• **Required action**
Copy the result of filtering the entries below for lines that include the string "KeyModifiers".

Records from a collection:
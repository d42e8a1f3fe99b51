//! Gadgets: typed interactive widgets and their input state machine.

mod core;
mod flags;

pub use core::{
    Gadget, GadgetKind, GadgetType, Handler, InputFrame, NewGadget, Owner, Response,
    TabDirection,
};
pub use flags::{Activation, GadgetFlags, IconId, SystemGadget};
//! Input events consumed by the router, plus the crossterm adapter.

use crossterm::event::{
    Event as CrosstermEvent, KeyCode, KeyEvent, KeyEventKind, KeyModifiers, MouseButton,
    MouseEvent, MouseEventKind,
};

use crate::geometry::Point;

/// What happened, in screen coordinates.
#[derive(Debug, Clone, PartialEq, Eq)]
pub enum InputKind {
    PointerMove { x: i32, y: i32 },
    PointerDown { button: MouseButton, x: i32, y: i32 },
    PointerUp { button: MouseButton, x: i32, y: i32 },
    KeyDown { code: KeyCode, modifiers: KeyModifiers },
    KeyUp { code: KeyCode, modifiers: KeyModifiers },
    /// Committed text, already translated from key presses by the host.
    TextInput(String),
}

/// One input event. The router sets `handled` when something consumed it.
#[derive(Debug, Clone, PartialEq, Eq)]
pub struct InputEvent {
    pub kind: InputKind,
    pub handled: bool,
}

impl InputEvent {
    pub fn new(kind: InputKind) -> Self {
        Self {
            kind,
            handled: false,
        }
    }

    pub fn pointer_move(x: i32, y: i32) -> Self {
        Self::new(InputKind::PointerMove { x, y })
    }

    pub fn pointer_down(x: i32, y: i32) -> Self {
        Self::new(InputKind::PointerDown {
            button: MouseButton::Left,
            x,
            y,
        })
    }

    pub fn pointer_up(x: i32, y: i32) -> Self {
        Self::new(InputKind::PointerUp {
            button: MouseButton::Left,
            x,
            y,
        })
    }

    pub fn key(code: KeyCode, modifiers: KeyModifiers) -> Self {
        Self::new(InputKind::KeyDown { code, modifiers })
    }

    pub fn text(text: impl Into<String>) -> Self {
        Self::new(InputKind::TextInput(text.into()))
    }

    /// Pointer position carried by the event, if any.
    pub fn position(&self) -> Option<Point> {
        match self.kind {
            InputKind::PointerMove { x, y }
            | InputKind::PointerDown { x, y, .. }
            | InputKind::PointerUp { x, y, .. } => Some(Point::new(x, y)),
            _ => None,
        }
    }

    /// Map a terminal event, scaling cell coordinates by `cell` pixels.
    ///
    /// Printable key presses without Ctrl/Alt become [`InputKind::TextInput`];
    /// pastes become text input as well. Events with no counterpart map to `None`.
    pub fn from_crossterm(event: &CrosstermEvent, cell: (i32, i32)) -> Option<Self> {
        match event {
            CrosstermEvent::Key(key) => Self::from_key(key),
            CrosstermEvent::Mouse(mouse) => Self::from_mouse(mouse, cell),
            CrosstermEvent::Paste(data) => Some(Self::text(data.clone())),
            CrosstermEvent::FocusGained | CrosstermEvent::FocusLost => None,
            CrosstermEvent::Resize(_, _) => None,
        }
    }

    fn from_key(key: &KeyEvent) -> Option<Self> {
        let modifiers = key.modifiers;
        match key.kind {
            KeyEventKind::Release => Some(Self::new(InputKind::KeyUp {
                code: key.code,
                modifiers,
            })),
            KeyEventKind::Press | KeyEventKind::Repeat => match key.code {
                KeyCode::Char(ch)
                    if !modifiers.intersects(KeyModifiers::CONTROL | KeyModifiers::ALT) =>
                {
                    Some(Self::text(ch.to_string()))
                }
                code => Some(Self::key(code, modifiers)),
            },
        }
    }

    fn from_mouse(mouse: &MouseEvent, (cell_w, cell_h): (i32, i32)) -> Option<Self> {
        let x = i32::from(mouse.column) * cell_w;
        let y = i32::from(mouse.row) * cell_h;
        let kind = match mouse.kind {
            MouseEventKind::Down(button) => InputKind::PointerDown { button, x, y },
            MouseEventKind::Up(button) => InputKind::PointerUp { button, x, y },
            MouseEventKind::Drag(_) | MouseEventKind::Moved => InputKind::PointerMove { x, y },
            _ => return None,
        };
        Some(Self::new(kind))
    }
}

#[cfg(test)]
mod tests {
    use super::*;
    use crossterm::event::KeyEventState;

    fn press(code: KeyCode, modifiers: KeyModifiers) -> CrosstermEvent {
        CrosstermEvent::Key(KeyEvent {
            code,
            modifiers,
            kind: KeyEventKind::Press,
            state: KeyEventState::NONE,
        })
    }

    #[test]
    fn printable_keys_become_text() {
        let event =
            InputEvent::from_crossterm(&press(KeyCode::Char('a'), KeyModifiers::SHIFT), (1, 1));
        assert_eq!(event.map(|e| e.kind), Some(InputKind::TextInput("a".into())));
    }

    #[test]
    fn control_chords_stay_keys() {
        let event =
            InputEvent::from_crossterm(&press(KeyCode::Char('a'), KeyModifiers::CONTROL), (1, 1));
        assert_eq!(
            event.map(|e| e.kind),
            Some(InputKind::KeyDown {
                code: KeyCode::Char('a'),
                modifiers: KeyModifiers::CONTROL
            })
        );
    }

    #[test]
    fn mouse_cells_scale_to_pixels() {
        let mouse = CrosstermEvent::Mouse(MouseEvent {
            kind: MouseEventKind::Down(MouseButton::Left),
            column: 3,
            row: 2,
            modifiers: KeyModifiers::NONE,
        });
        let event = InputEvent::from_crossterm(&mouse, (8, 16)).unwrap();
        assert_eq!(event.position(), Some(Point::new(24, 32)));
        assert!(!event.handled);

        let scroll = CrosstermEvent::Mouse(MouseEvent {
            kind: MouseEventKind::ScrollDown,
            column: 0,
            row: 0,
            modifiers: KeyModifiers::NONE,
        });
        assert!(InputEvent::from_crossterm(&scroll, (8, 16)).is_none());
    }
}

• **Response to the task**
    Event as CrosstermEvent, KeyCode, KeyEvent, KeyEventKind, KeyModifiers, MouseButton,
    KeyDown { code: KeyCode, modifiers: KeyModifiers },
    KeyUp { code: KeyCode, modifiers: KeyModifiers },
    pub fn key(code: KeyCode, modifiers: KeyModifiers) -> Self {
                    if !modifiers.intersects(KeyModifiers::CONTROL | KeyModifiers::ALT) =>
    fn press(code: KeyCode, modifiers: KeyModifiers) -> CrosstermEvent {
            InputEvent::from_crossterm(&press(KeyCode::Char('a'), KeyModifiers::SHIFT), (1, 1));
            InputEvent::from_crossterm(&press(KeyCode::Char('a'), KeyModifiers::CONTROL), (1, 1));
                modifiers: KeyModifiers::CONTROL
            modifiers: KeyModifiers::NONE,
            modifiers: KeyModifiers::NONE,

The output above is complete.